Ещё один раздел «То, что было…» посвящён воспоминаниям о занятиях в студии одного из крупнейших и интереснейших поэтов ХХ века Бориса Слуцкого и о периоде работы в еженедельнике «Литературная Россия» в эпоху застоя. «Учитель и ученик, в почти аскетическом самурайском духе», – так говорится о строгих лишённых сантиментов отношениях с учителем. Вот наглядное свидетельство его трагичной судьбы: «Как я уже говорил, мы учились у Слуцкого вместо запланированных двух целых пять лет, вплоть до самого трагического события в его жизни: смерти жены – Татьяны Дашевской. Он даже нашёл в себе силы прийти после этого на занятия. По-прежнему прямой, подчёркнуто бесстрастный, решительным жестом прервал наши соболезнования, но когда "наш Борис Абрамыч" тяжело и как-то неловко сел, стало сразу видно, как он потух и сдал. По-моему, это было последнее наше занятие».
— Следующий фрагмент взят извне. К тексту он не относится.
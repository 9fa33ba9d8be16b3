//! Readiness probe

use axum::{extract::State, http::StatusCode, routing::get, Json, Router};
use axum_helpers::{run_health_checks, HealthCheckFuture};
use database::mongodb::check_health_detailed;
use serde_json::Value;

use crate::state::AppState;

/// 200 when MongoDB answers a ping, 503 otherwise
async fn ready(State(state): State<AppState>) -> (StatusCode, Json<Value>) {
    let checks: Vec<(&str, HealthCheckFuture)> = vec![(
        "mongodb",
        Box::pin(async {
            let status = check_health_detailed(&state.mongo_client).await;
            tracing::debug!(response_time_ms = status.response_time_ms, "MongoDB ping");
            if status.healthy {
                Ok(())
            } else {
                Err(status.message.unwrap_or_else(|| "ping failed".to_string()))
            }
        }),
    )];

    run_health_checks(checks).await
}

pub fn router(state: AppState) -> Router {
    Router::new().route("/ready", get(ready)).with_state(state)
}
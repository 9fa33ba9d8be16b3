//! Products API - REST server

use axum_helpers::{create_production_app, JwtAuth};
use core_config::tracing::{init_tracing, install_color_eyre};
use database::common::RetryConfig;
use std::time::Duration;
use tracing::info;

mod api;
mod config;
mod openapi;
mod state;

use config::Config;
use state::AppState;

#[tokio::main]
async fn main() -> eyre::Result<()> {
    install_color_eyre();

    let config = Config::from_env()?;
    init_tracing(&config.environment);

    info!("Connecting to MongoDB at {}", config.mongodb.redacted_url());

    // Store connection failures are fatal, after a bounded number of retries
    let mongo_client = database::mongodb::connect_from_config_with_retry(
        &config.mongodb,
        Some(RetryConfig::new().with_max_retries(5)),
    )
    .await?;

    let db = mongo_client.database(config.mongodb.database());

    info!(
        "Successfully connected to MongoDB database: {}",
        config.mongodb.database()
    );

    let state = AppState {
        auth: JwtAuth::new(&config.jwt),
        config,
        mongo_client,
        db,
    };

    api::init_indexes(&state).await?;

    let app = axum_helpers::create_router::<openapi::ApiDoc>(
        api::routes(&state),
        api::root_routes(&state),
    );

    info!(
        "Starting {} v{} on port {}",
        state.config.app.name, state.config.app.version, state.config.server.port
    );

    let server_config = state.config.server.clone();
    let mongo_client = state.mongo_client.clone();
    create_production_app(app, &server_config, Duration::from_secs(30), async move {
        info!("Shutting down: closing MongoDB connections");
        mongo_client.shutdown().await;
        info!("MongoDB connection closed");
    })
    .await
    .map_err(|e| eyre::eyre!("Server error: {}", e))?;

    info!("Products API shutdown complete");
    Ok(())
}
//! JWT configuration loaded through `core_config::FromEnv`.

use core_config::{ConfigError, FromEnv, env_required};

const MIN_SECRET_LEN: usize = 32;

/// JWT authentication configuration.
///
/// Loaded from environment variables:
/// - `JWT_SECRET` (required) - at least 32 characters
#[derive(Clone)]
pub struct JwtConfig {
    /// HMAC signing secret
    pub secret: String,
}

impl std::fmt::Debug for JwtConfig {
    fn fmt(&self, f: &mut std::fmt::Formatter<'_>) -> std::fmt::Result {
        f.debug_struct("JwtConfig")
            .field("secret", &"<redacted>")
            .finish()
    }
}

impl JwtConfig {
    /// Build a config from an explicit secret, applying the same length rule
    /// as [`FromEnv`].
    pub fn new(secret: impl Into<String>) -> Result<Self, ConfigError> {
        let secret = secret.into();
        check_secret_len(&secret)?;
        Ok(Self { secret })
    }
}

fn check_secret_len(secret: &str) -> Result<(), ConfigError> {
    if secret.len() < MIN_SECRET_LEN {
        return Err(ConfigError::ParseError {
            key: "JWT_SECRET".to_string(),
            details: format!(
                "must be at least {MIN_SECRET_LEN} characters (got {}). Generate one with: openssl rand -base64 32",
                secret.len()
            ),
        });
    }
    Ok(())
}

impl FromEnv for JwtConfig {
    fn from_env() -> Result<Self, ConfigError> {
        let secret = env_required("JWT_SECRET")?;
        check_secret_len(&secret)?;
        Ok(Self { secret })
    }
}
#[tokio::test]
async fn store_failures_are_generic_500s() {
    let app = TestApp::new(BrokenRepository);

    let responses = [
        app.get("/api/products").await,
        app.get("/api/products/stats").await,
        app.get(&format!("/api/products/{MISSING_ID}")).await,
        app.request(Method::POST, "/api/products", Some(valid_payload()), true)
            .await,
        app.request(
            Method::PUT,
            &format!("/api/products/{MISSING_ID}"),
            Some(json!({ "price": 2 })),
            true,
        )
        .await,
        app.request(Method::DELETE, &format!("/api/products/{MISSING_ID}"), None, true)
            .await,
    ];

    for (status, body) in responses {
        assert_eq!(status, StatusCode::INTERNAL_SERVER_ERROR);
        assert_eq!(body["message"], "Internal server error");
        assert!(!body.to_string().contains("E11000"));
        assert!(!body.to_string().contains("mongo-0"));
    }
}

#[tokio::test]
async fn operator_keys_are_stripped_before_validation() {
    let app = TestApp::new(InMemoryProductRepository::new());

    let mut payload = valid_payload();
    payload["$where"] = json!("sleep(1000)");
    let (status, body) = app
        .request(Method::POST, "/api/products", Some(payload), true)
        .await;
    assert_eq!(status, StatusCode::CREATED);
    assert!(body["data"].get("$where").is_none());

    // Bracket operator in the query is dropped, so the filter is simply absent
    let (status, body) = app.get("/api/products?category%5B%24ne%5D=kitchen").await;
    assert_eq!(status, StatusCode::OK);
    assert_eq!(body["total"], 1);
}

#[tokio::test]
async fn unknown_route_uses_error_envelope() {
    let app = TestApp::new(InMemoryProductRepository::new());
    let (status, body) = app.get("/api/unknown").await;

    assert_eq!(status, StatusCode::NOT_FOUND);
    assert_eq!(body["message"], "Route not found");
}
Окончанию следующего авторского эссе Калашникова «На берегу Цветного бульвара» не хватает завершённости, внутреннего финала. Вместо этого именно в нём ощущаются удивление, даже некоторая растерянность и острое желание вынести из тумана времени ценные подробности уходящей эпохи. Поэтому предположу, что статья И. Фридмана «И стал я телом огня…» включена в качестве послесловия не столько по изначальному замыслу, сколько по определённой нужде. Эта монументальная литературоведческая работа осмысляет место и значение натурфилософии в ситуации условного постмодерна на конкретном примере творчества Геннадия Калашникова.
Однако значение его поэзии не ситуативно. Постмодерн пришёл и уходит, а лучшие образцы поэзии сохраняют свою актуальность и в иных культурных и социальных ситуациях:
 Солнце за море нырнёт,
запоёт цикада снова.
Одиночество моё –
жизни тайная основа.
Строки из стихотворения «Колхида», написанного в далёком уже 1979 году. К счастью, такое одиночество плодотворно. Это одиночество ловца за поэтической добычей.